Robert Livingston Cutting Jr. (July 2, 1836 – January 13, 1894) was an American banker and clubman who was prominent in New York Society during the Gilded Age. He was also prominent as a municipal reformer who tried to clean New York up from Boss Tweed's corrupt influence.

==Early life==
Cutting was born in New York City on July 2, 1836, and was known as Bob Cutting. He was the oldest of four children born to Robert Livingston Cutting (1812–1887) and Julianna (née DeWolf) Cutting (1816–1891). His father was a past president of the New York Stock Exchange and a co-founder of the Continental Bank of New York. His siblings included James DeWolf Cutting, a Yale graduate; Walter Cutting, a broker who married Maria Center Pomeroy; and Julia Cutting who did not marry. His mother was the granddaughter of U.S. Senator James DeWolf.

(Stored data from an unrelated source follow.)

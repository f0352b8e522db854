//! Server settings read from the environment.
//!
//! - `HOST` (default `0.0.0.0`)
//! - `PORT` (default `8080`)
//! - `BRACKET_SEED`: fixed seed for the bracket shuffle; random when unset.

use rand::rngs::StdRng;
use rand::SeedableRng;

#[derive(Clone, Debug, Eq, PartialEq)]
pub struct ServerConfig {
    pub host: String,
    pub port: u16,
    pub bracket_seed: Option<u64>,
}

impl Default for ServerConfig {
    fn default() -> Self {
        Self {
            host: default_host(),
            port: default_port(),
            bracket_seed: None,
        }
    }
}

fn default_host() -> String {
    "0.0.0.0".to_string()
}

fn default_port() -> u16 {
    8080
}

impl ServerConfig {
    pub fn from_env() -> Self {
        Self::from_lookup(|key| std::env::var(key).ok())
    }

    /// Build from any key lookup. Unparsable values fall back to the defaults.
    pub fn from_lookup(lookup: impl Fn(&str) -> Option<String>) -> Self {
        let host = lookup("HOST").unwrap_or_else(default_host);
        let port = lookup("PORT")
            .and_then(|p| p.parse().ok())
            .unwrap_or_else(default_port);
        let bracket_seed = lookup("BRACKET_SEED").and_then(|s| s.parse().ok());
        Self {
            host,
            port,
            bracket_seed,
        }
    }

    /// Random source for bracket generation.
    pub fn rng(&self) -> StdRng {
        match self.bracket_seed {
            Some(seed) => StdRng::seed_from_u64(seed),
            None => StdRng::from_entropy(),
        }
    }
}
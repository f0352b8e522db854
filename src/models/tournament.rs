//! Tournament and the start triple recorded when its bracket is built.

use crate::models::competitor::CompetitorId;
use crate::models::label::{trimmed_label, LabelError};
use chrono::{DateTime, Utc};
use serde::{Deserialize, Serialize};
use thiserror::Error;
use uuid::Uuid;

/// Errors that can occur during tournament operations.
#[derive(Clone, Debug, Eq, PartialEq, Error)]
pub enum TournamentError {
    /// Registration and bracket generation are only possible before start.
    #[error("Tournament has already started")]
    AlreadyStarted,
    /// The action needs a bracket.
    #[error("Tournament has not started yet")]
    NotStarted,
    #[error("Competitor is already registered in this tournament")]
    AlreadyRegistered(CompetitorId),
    /// A started field would be overwritten with a different value.
    #[error("{field} is not allowed to be updated after Tournament start")]
    ImmutableAfterStart { field: &'static str },
    /// A started tournament must have at least one competitor.
    #[error("A started tournament needs at least one competitor")]
    InvalidCompetitorCount,
}

/// Unique identifier for a tournament.
pub type TournamentId = Uuid;

/// Fields set together when the bracket is generated. Never changed afterwards.
#[derive(Clone, Copy, Debug, Eq, PartialEq, Serialize, Deserialize)]
pub struct TournamentStart {
    pub started_at: DateTime<Utc>,
    pub competitor_count: usize,
    /// Highest round number; the entry round. 0 is the final.
    pub starting_round: u32,
}

#[derive(Clone, Debug, Eq, PartialEq, Serialize, Deserialize)]
pub struct Tournament {
    pub id: TournamentId,
    pub label: String,
    pub created_at: DateTime<Utc>,
    /// `None` until started; all-or-nothing by construction.
    started: Option<TournamentStart>,
}

impl Tournament {
    /// Create an unstarted tournament with a trimmed, non-empty label.
    pub fn new(label: &str) -> Result<Self, LabelError> {
        Ok(Self {
            id: Uuid::new_v4(),
            label: trimmed_label(label)?,
            created_at: Utc::now(),
            started: None,
        })
    }

    pub fn started(&self) -> Option<&TournamentStart> {
        self.started.as_ref()
    }

    pub fn is_started(&self) -> bool {
        self.started.is_some()
    }

    /// Record the start triple.
    ///
    /// Once set, every field is frozen: writing the same values again is a no-op,
    /// writing different ones fails with [`TournamentError::ImmutableAfterStart`]
    /// naming the first field that would change.
    pub fn set_started(&mut self, start: TournamentStart) -> Result<(), TournamentError> {
        if start.competitor_count == 0 {
            return Err(TournamentError::InvalidCompetitorCount);
        }
        let current = match self.started {
            Some(current) => current,
            None => {
                self.started = Some(start);
                return Ok(());
            }
        };
        if current.started_at != start.started_at {
            return Err(TournamentError::ImmutableAfterStart { field: "started_at" });
        }
        if current.competitor_count != start.competitor_count {
            return Err(TournamentError::ImmutableAfterStart {
                field: "competitor_count",
            });
        }
        if current.starting_round != start.starting_round {
            return Err(TournamentError::ImmutableAfterStart {
                field: "starting_round",
            });
        }
        Ok(())
    }
}
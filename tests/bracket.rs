//! Integration tests for bracket generation: seating, byes and next-match pointers.

mod common;

use chrono::Utc;
use common::{at, bracket_with_competitors, next_match, started};
use knockout_tournament_web::{
    build_bracket, compute_topology, register_competitor, BuildError, TournamentError,
};
use rand::rngs::StdRng;
use rand::SeedableRng;
use std::collections::HashSet;
use uuid::Uuid;

#[test]
fn build_requires_competitors() {
    let mut bracket = bracket_with_competitors(0);
    let before = bracket.clone();
    let result = build_bracket(&mut bracket, &mut StdRng::seed_from_u64(1), Utc::now());
    assert_eq!(result.unwrap_err(), BuildError::NoCompetitors);
    assert!(!bracket.tournament.is_started());
    assert!(bracket.matches.is_empty());
    assert_eq!(bracket.tournament, before.tournament);
}

#[test]
fn build_twice_is_rejected() {
    let mut bracket = started(4, 1);
    let before = bracket.clone();
    let result = build_bracket(&mut bracket, &mut StdRng::seed_from_u64(2), Utc::now());
    assert_eq!(
        result.unwrap_err(),
        BuildError::Tournament(TournamentError::AlreadyStarted)
    );
    assert_eq!(bracket.matches, before.matches);
}

#[test]
fn registration_closes_at_start() {
    let mut bracket = started(2, 1);
    let late = Uuid::new_v4();
    assert_eq!(
        register_competitor(&mut bracket, late).unwrap_err(),
        TournamentError::AlreadyStarted
    );
    assert!(bracket.participation(late).is_none());
}

#[test]
fn competitor_registers_once() {
    let mut bracket = bracket_with_competitors(1);
    let id = bracket.participations[0].competitor_id;
    assert_eq!(
        register_competitor(&mut bracket, id).unwrap_err(),
        TournamentError::AlreadyRegistered(id)
    );
    assert_eq!(bracket.participations.len(), 1);
}

#[test]
fn single_competitor_wins_outright() {
    let before = Utc::now();
    let bracket = started(1, 7);
    let c = bracket.participations[0].competitor_id;

    let start = bracket.tournament.started().unwrap();
    assert_eq!(start.competitor_count, 1);
    assert_eq!(start.starting_round, 0);
    assert!(start.started_at >= before);

    assert_eq!(bracket.matches.len(), 1);
    let m = &bracket.matches[0];
    assert_eq!((m.round, m.position), (0, 0));
    assert_eq!(m.slot_a, Some(c));
    assert_eq!(m.slot_b, None);
    assert_eq!(m.winner(), Some(c));
    assert_eq!(m.loser(), None);
    assert!(m.result_registered_at().is_some());
    assert_eq!(next_match(&bracket, c), None);
}

#[test]
fn two_competitors_meet_in_the_final() {
    let bracket = started(2, 3);
    assert_eq!(bracket.matches.len(), 1);
    let m = &bracket.matches[0];
    assert_eq!((m.round, m.position), (0, 0));
    let (a, b) = m.pairing().unwrap();
    assert_ne!(a, b);
    assert!(!m.is_decided());
    assert_eq!(next_match(&bracket, a), Some(m.id));
    assert_eq!(next_match(&bracket, b), Some(m.id));
    assert!(bracket.third_place_match().is_none());
}

#[test]
fn three_competitors_one_semifinal_and_a_bye() {
    let bracket = started(3, 11);
    assert_eq!(bracket.tournament.started().unwrap().starting_round, 1);
    let order: Vec<(u32, u32)> = bracket.matches.iter().map(|m| (m.round, m.position)).collect();
    assert_eq!(order, vec![(1, 0), (1, 1), (0, 0), (0, 1)]);

    let semi = at(&bracket, 1, 0);
    let (a, b) = semi.pairing().unwrap();
    assert!(!semi.is_decided());
    assert_eq!(next_match(&bracket, a), Some(semi.id));
    assert_eq!(next_match(&bracket, b), Some(semi.id));

    let bye = at(&bracket, 1, 1);
    let byed = bye.slot_a.unwrap();
    assert_eq!(bye.slot_b, None);
    assert_eq!(bye.winner(), Some(byed));
    assert_eq!(bye.loser(), None);

    // Position 1 feeds slot B of the final.
    let final_match = at(&bracket, 0, 0);
    assert_eq!(final_match.slot_a, None);
    assert_eq!(final_match.slot_b, Some(byed));
    assert!(!final_match.is_decided());
    assert_eq!(next_match(&bracket, byed), Some(final_match.id));

    let third = at(&bracket, 0, 1);
    assert_eq!((third.slot_a, third.slot_b), (None, None));
    assert!(!third.is_decided());
}

#[test]
fn five_competitors_three_byes() {
    let bracket = started(5, 5);
    let start = bracket.tournament.started().unwrap();
    assert_eq!(start.starting_round, 2);
    assert_eq!(bracket.matches.len(), 8);

    let first = at(&bracket, 2, 0);
    assert!(first.pairing().is_some());
    assert!(!first.is_decided());

    for position in 1..4 {
        let m = at(&bracket, 2, position);
        let c = m.slot_a.unwrap();
        assert_eq!(m.slot_b, None);
        assert_eq!(m.winner(), Some(c));
        assert_eq!(m.loser(), None);

        let target = at(&bracket, 1, position / 2);
        let slot = if position % 2 == 0 { target.slot_a } else { target.slot_b };
        assert_eq!(slot, Some(c));
        assert_eq!(next_match(&bracket, c), Some(target.id));
    }

    // Semifinal 0 waits for the winner of entry match 0; semifinal 1 is two byes.
    assert_eq!(at(&bracket, 1, 0).slot_a, None);
    assert!(at(&bracket, 1, 0).slot_b.is_some());
    assert!(at(&bracket, 1, 1).is_ready());

    for (round, position) in [(0, 0), (0, 1)] {
        let m = at(&bracket, round, position);
        assert_eq!((m.slot_a, m.slot_b), (None, None));
        assert!(!m.is_decided());
    }
}

#[test]
fn structural_invariants_hold_for_many_sizes() {
    for n in 1..=40 {
        let bracket = started(n, n as u64);
        let t = compute_topology(n).unwrap();

        let expected = (2usize << t.starting_round) - 1 + usize::from(n > 2);
        assert_eq!(bracket.matches.len(), expected, "n = {n}");

        let slots: HashSet<(u32, u32)> = bracket.matches.iter().map(|m| (m.round, m.position)).collect();
        assert_eq!(slots.len(), bracket.matches.len(), "n = {n}");

        let entry: Vec<_> = bracket
            .matches
            .iter()
            .filter(|m| m.round == t.starting_round)
            .collect();
        assert_eq!(entry.len(), t.entry_matches);
        assert!(entry.iter().all(|m| m.slot_a.is_some()), "n = {n}");
        let byes = entry.iter().filter(|m| m.slot_b.is_none()).count();
        assert_eq!(byes, 2 * t.entry_matches - n, "n = {n}");
        // Every bye is already decided; every full entry match is not.
        for m in &entry {
            assert_eq!(m.is_decided(), m.slot_b.is_none(), "n = {n}");
        }

        let seated: HashSet<_> = entry
            .iter()
            .flat_map(|m| [m.slot_a, m.slot_b])
            .flatten()
            .collect();
        assert_eq!(seated.len(), n);

        for p in &bracket.participations {
            match p.next_match {
                Some(id) => {
                    let m = bracket.find_match(id).unwrap();
                    assert!(m.has_competitor(p.competitor_id));
                    assert!(!m.is_decided());
                }
                None => assert_eq!(n, 1),
            }
        }
    }
}

#[test]
fn same_seed_same_seating() {
    let template = bracket_with_competitors(11);
    let now = Utc::now();

    let mut first = template.clone();
    build_bracket(&mut first, &mut StdRng::seed_from_u64(99), now).unwrap();
    let mut second = template.clone();
    build_bracket(&mut second, &mut StdRng::seed_from_u64(99), now).unwrap();

    let seating = |b: &knockout_tournament_web::Bracket| -> Vec<_> {
        b.matches.iter().map(|m| (m.slot_a, m.slot_b)).collect()
    };
    assert_eq!(seating(&first), seating(&second));
}
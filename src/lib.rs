//! # Retrovi (Lost and Found Registry)
//!
//! `retrovi` is the backend for a community lost-and-found board. Clients
//! authenticate with an email-bound session cookie, then create, browse,
//! search, update, and delete item records, and mark items recovered.
//!
//! ## Auth Gate
//!
//! Authentication is a signed, time-limited HS256 token carried in an
//! HTTP-only cookie. Every protected route verifies the cookie offline
//! against the process-wide shared secret; routes that act on a caller's own
//! records additionally check that the `email` claimed in the request body
//! matches the verified identity. All rejections answer `403 Forbidden` with
//! `{"message":"Unauthorized access"}`.
//!
//! ## Storage
//!
//! Item records live in MongoDB and handlers are a thin translation layer:
//! each operation builds one filter from the request and invokes exactly one
//! driver primitive (find/insert/update/delete). Driver results are forwarded
//! in the Node-driver wire shape so existing clients keep working.

pub mod api;
pub mod cli;

#[allow(clippy::doc_markdown, clippy::needless_raw_string_hashes)]
pub mod built_info {
    include!(concat!(env!("OUT_DIR"), "/built.rs"));
}

pub const GIT_COMMIT_HASH: &str = match built_info::GIT_COMMIT_HASH {
    Some(hash) => hash,
    None => "unknown",
};

pub const APP_USER_AGENT: &str = concat!(env!("CARGO_PKG_NAME"), "/", env!("CARGO_PKG_VERSION"),);
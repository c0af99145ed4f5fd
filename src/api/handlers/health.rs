use crate::GIT_COMMIT_HASH;
use axum::{
    extract::Extension,
    http::{HeaderMap, HeaderValue, StatusCode},
    response::{IntoResponse, Json},
};
use mongodb::{bson::doc, Database};
use serde::{Deserialize, Serialize};
use tracing::{debug, error};
use utoipa::ToSchema;

#[derive(ToSchema, Serialize, Deserialize, Debug)]
pub struct Health {
    commit: String,
    name: String,
    version: String,
    database: String,
}

#[utoipa::path(
    get,
    path = "/health",
    responses(
        (status = 200, description = "Database is reachable", body = Health),
        (status = 503, description = "Database is unreachable", body = Health)
    ),
    tag = "health"
)]
// axum handler for health
pub async fn health(db: Extension<Database>) -> impl IntoResponse {
    let result = match db.run_command(doc! { "ping": 1 }).await {
        Ok(_) => Ok(()),
        Err(error) => {
            error!("Failed to ping database: {}", error);

            Err(StatusCode::SERVICE_UNAVAILABLE)
        }
    };

    let health = Health {
        commit: GIT_COMMIT_HASH.to_string(),
        name: env!("CARGO_PKG_NAME").to_string(),
        version: env!("CARGO_PKG_VERSION").to_string(),
        database: if result.is_ok() {
            "ok".to_string()
        } else {
            "error".to_string()
        },
    };

    let short_hash = if health.commit.len() > 7 {
        &health.commit[0..7]
    } else {
        ""
    };

    let headers = format!("{}:{}:{}", health.name, health.version, short_hash)
        .parse::<HeaderValue>()
        .map(|x_app_header_value| {
            debug!("X-App header: {:?}", x_app_header_value);

            let mut headers = HeaderMap::new();

            headers.insert("X-App", x_app_header_value);

            headers
        })
        .map_err(|err| {
            error!("Failed to parse X-App header: {}", err);
        });

    // Unwrap the headers or provide a default value (empty headers) in case of an error
    let headers = headers.unwrap_or_else(|()| HeaderMap::new());

    if result.is_ok() {
        debug!("Database connection is healthy");
        (StatusCode::OK, headers, Json(health))
    } else {
        debug!("Database connection is unhealthy");
        (StatusCode::SERVICE_UNAVAILABLE, headers, Json(health))
    }
}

His paternal grandparents were William Cutting (1773–1820) and Gertrude (née Livingston) Cutting (1779–1864). Among his uncles were U.S. Representative Francis Brockholst Cutting, and Robert Fulton Cutting, who married the poet Elise Justine Bayard. His great-grandfather was Walter Livingston, the first Speaker of the New York State Assembly, and his great-uncle was U.S. Representative Henry Walter Livingston,

==Career==
In 1862, Cutting became a special partner in the brokerage firm of Lee, Lyon & Co., with an office located at 19 William Street. The firm name was changed to John Benjamin Lee & Co., and later to Lee, Livingston & Co. In 1864, he became a member of the New York Stock Exchange.

A Democrat and a municipal reformer, Cutting served on the Committee of Seventy in 1871 which sought to oust the Boss Tweed and his cohorts from city government.

===Society life===
In 1892, Cutting was included in Ward McAllister's "Four Hundred", purported to be an index of New York's best families, published in The New York Times. Conveniently, 400 was the number of people that could fit into Mrs. Astor's ballroom.

Cutting was a member of the Manhattan Club, the Knickerbocker Club, the Union Club of the City of New York, the Metropolitan Club, the Racquet Club, and the Tuxedo Club.

==Personal life==
On October 24, 1867, Cutting was married to Judith Carter Moale (1847–1915), a "celebrated Baltimore belle" who was the daughter of William Armistead Moale of Baltimore, a direct descendant of the Carter and Byrd families of Virginia. Judith's sister, Evelyn Byrd Moale, was married to I. Townsend Burden of the Burden Iron Works. Together, they were the parents of:

- Robert Livingston Cutting III (1868–1910), who married Minnie Seligman, an actress, in 1892. He was disinherited by his parents after this marriage, and was eventually sued by his mother for allegedly embezzling part of her fortune.
- John Carter Cutting (1870–1870), who died young.
- William Armistead Moale Cutting (1871–1878), who died young.
- James DeWolf Cutting (1875–1917), who was attending Yale College at the time of his father's death. He later became a broker and inherited his mother's entire estate upon her death in 1915. He never married.

Cutting resided at 141 Fifth Avenue in Manhattan. Around 1885, his wife who was an invalid for many years, moved to Paris, where she lived for the rest of her life.

Cutting died unexpectedly of Bright's disease while traveling in a Broadway cable car on January 13, 1894, at the age of 57. After a service at Grace Church, he was buried in the family fault in Green-Wood Cemetery. His funeral was attended by many prominent New Yorkers, including Cornelius Vanderbilt II, Chauncey M. Depew, J. Pierpont Morgan, Henry Clews, Judge Charles A. Peabody, Col. Stephen Van Rensselaer Cruger, and many others.